We all knew it was going to happen, and because Bill helped us get used to the reality of it, we settled into the idea. He was gone, but no one doubted where he was.
Later, someone told me that the industrial accident that had deprived Bill of his hands so many years ago, had not severed his hands as I supposed. His hands had been crushed. Surgeons made several attempts to reconnect and rehabilitate his hands, but with no success, and during this process Bill suffered immense and prolonged pain. Finally, Bill said “Enough!” It was through an act of his will that the operations stopped.

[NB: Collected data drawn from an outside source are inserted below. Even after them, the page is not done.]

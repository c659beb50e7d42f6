//! Bucket lifecycle integration tests.

#[cfg(test)]
mod tests {
    use serde_json::json;

    use crate::{account_options, make_env};

    async fn add_owner(env: &crate::TestEnv) {
        env.api
            .handle("account", "add", account_options(env, "owner1"))
            .await
            .unwrap_or_else(|e| panic!("add owner: {e}"));
    }

    #[tokio::test]
    async fn test_should_create_bucket_under_existing_path() {
        let env = make_env();
        add_owner(&env).await;

        let path = env.dir.path().join("b1");
        std::fs::create_dir(&path).unwrap_or_else(|e| panic!("mkdir: {e}"));

        let response = env
            .api
            .handle(
                "bucket",
                "add",
                json!({"name": "b1", "owner": "owner1", "path": path.to_str()}),
            )
            .await
            .unwrap_or_else(|e| panic!("add: {e}"));
        assert_eq!(response.reply["name"], "b1");
        assert_eq!(response.reply["bucket_owner"], "owner1");
        assert_eq!(response.reply["versioning"], "DISABLED");

        // The record references the owner by _id.
        let owner = env
            .api
            .configfs()
            .read_account("owner1")
            .await
            .unwrap_or_else(|e| panic!("read owner: {e}"));
        assert_eq!(response.reply["owner_account"], owner.id.as_str());
    }

    #[tokio::test]
    async fn test_should_create_underlying_storage_on_request() {
        let env = make_env();
        add_owner(&env).await;

        let path = env.dir.path().join("made-by-add");
        assert!(!path.exists());

        env.api
            .handle(
                "bucket",
                "add",
                json!({
                    "name": "b1",
                    "owner": "owner1",
                    "path": path.to_str(),
                    "should_create_underlying_storage": true,
                }),
            )
            .await
            .unwrap_or_else(|e| panic!("add: {e}"));
        assert!(path.is_dir());
    }

    #[tokio::test]
    async fn test_should_reject_bucket_with_missing_path() {
        let env = make_env();
        add_owner(&env).await;

        let err = env
            .api
            .handle(
                "bucket",
                "add",
                json!({"name": "b1", "owner": "owner1", "path": "/definitely/not/there"}),
            )
            .await;
        let Err(err) = err else {
            panic!("expected rejection");
        };
        assert_eq!(err.code, nsfs_manage::ManageErrorCode::InvalidArgument);
    }

    #[tokio::test]
    async fn test_should_respect_allow_bucket_creation() {
        let env = make_env();
        let mut options = account_options(&env, "locked-down");
        options["allow_bucket_creation"] = json!(false);
        env.api
            .handle("account", "add", options)
            .await
            .unwrap_or_else(|e| panic!("add account: {e}"));

        let path = env.dir.path().join("b1");
        std::fs::create_dir(&path).unwrap_or_else(|e| panic!("mkdir: {e}"));
        let err = env
            .api
            .handle(
                "bucket",
                "add",
                json!({"name": "b1", "owner": "locked-down", "path": path.to_str()}),
            )
            .await;
        let Err(err) = err else {
            panic!("expected AccessDenied");
        };
        assert_eq!(err.code, nsfs_manage::ManageErrorCode::AccessDenied);
    }

    #[tokio::test]
    async fn test_should_update_versioning_and_list_wide() {
        let env = make_env();
        add_owner(&env).await;
        let path = env.dir.path().join("b1");
        std::fs::create_dir(&path).unwrap_or_else(|e| panic!("mkdir: {e}"));
        env.api
            .handle(
                "bucket",
                "add",
                json!({"name": "b1", "owner": "owner1", "path": path.to_str()}),
            )
            .await
            .unwrap_or_else(|e| panic!("add: {e}"));

        let response = env
            .api
            .handle(
                "bucket",
                "update",
                json!({"name": "b1", "versioning": "ENABLED"}),
            )
            .await
            .unwrap_or_else(|e| panic!("update: {e}"));
        assert_eq!(response.reply["versioning"], "ENABLED");

        let err = env
            .api
            .handle(
                "bucket",
                "update",
                json!({"name": "b1", "versioning": "banana"}),
            )
            .await;
        assert!(err.is_err());

        let listing = env
            .api
            .handle("bucket", "list", json!({"wide": true}))
            .await
            .unwrap_or_else(|e| panic!("list: {e}"));
        let records = listing.reply.as_array().cloned().unwrap_or_default();
        assert_eq!(records.len(), 1);
        assert_eq!(records[0]["versioning"], "ENABLED");

        let listing = env
            .api
            .handle("bucket", "list", json!({}))
            .await
            .unwrap_or_else(|e| panic!("list names: {e}"));
        assert_eq!(listing.reply, json!(["b1"]));
    }

    #[tokio::test]
    async fn test_should_delete_bucket_and_refuse_unknown_delete() {
        let env = make_env();
        add_owner(&env).await;
        let path = env.dir.path().join("b1");
        std::fs::create_dir(&path).unwrap_or_else(|e| panic!("mkdir: {e}"));
        env.api
            .handle(
                "bucket",
                "add",
                json!({"name": "b1", "owner": "owner1", "path": path.to_str()}),
            )
            .await
            .unwrap_or_else(|e| panic!("add: {e}"));

        env.api
            .handle("bucket", "delete", json!({"name": "b1"}))
            .await
            .unwrap_or_else(|e| panic!("delete: {e}"));

        let err = env
            .api
            .handle("bucket", "delete", json!({"name": "b1"}))
            .await;
        let Err(err) = err else {
            panic!("expected NotFound");
        };
        assert_eq!(err.code, nsfs_manage::ManageErrorCode::NotFound);
    }
}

This part of Bill’s story stirred me. The reservoir of fortitude that had deepened with the loss of his hands had clearly given strength to his calm determination to die. There was, it seemed to me, a mysterious and beautiful connection between the depth of his suffering and the strength of his faith.
Theologians often speak of the cross. Not a cross – but the cross. The crucifixion of Jesus Christ is spoken of as a singular event that altered the course of salvation history. But when I look at that cross Bill gave me, I think, not only of Christ, but also about Bill – the way he suffered and the way that his suffering transformed him into a man of deep faith and extraordinary strength of integrity. I think that Bill’s spiritual redemption was a very physical experience, and I think the same thing is true of the event of Christ’s crucifixion.
I am not troubled by the way this parallel seems to make Christ less singular – rather I am comforted by the way this makes Christ more like Bill, and more like you and me.
That I found this beautiful echo of Christ’s suffering and redemption at the end of the hall in an old folks home in blue-collar central Connecticut, speaks to me of the universality and the relevance of the gospel story. In a pastoral sense, the divinity of Christ – his ultimate relevance to our humanity—depends upon the extent to which he “shared our common lot.”
The way he… humbled himself and became obedient to the point of death—even death on a cross. (Philippians 2:8)
Bill taught me that Christ’s divine and human nature is not a theological conundrum or mysterious paradox, but a straight-forward physical reality that we experience at the core of our humanity. We can know about the human and the divine happening all at once, because we suffer and love all at once. The cross – which fused the intersection of suffering and love – became the example for many crosses—crosses that can be found in any humble apartment that peeks through scrub trees at the edge of any parking lot in any part of the world.
To become real,
To become whole, full human beings,
It is not enough to be creatures forever zooming from information to assumption.
To do this is to fall prey to the many sins of the world that feed on superficiality – racism, sexism, classism.
But making the new neural pathways that lead to new conclusions is not an easy thing to do.
It takes effort.
It takes a willingness to push through fresh snow.
To be frustrated and cold.
And yet, to be transformed, we need to make these new neural pathways.
And we must be transformed. We must be the creatures that transform information into knowledge.
Knowledge into wisdom.
Wisdom into faith.
Google offers us the profane zoom.
God offers us the sacred transformation.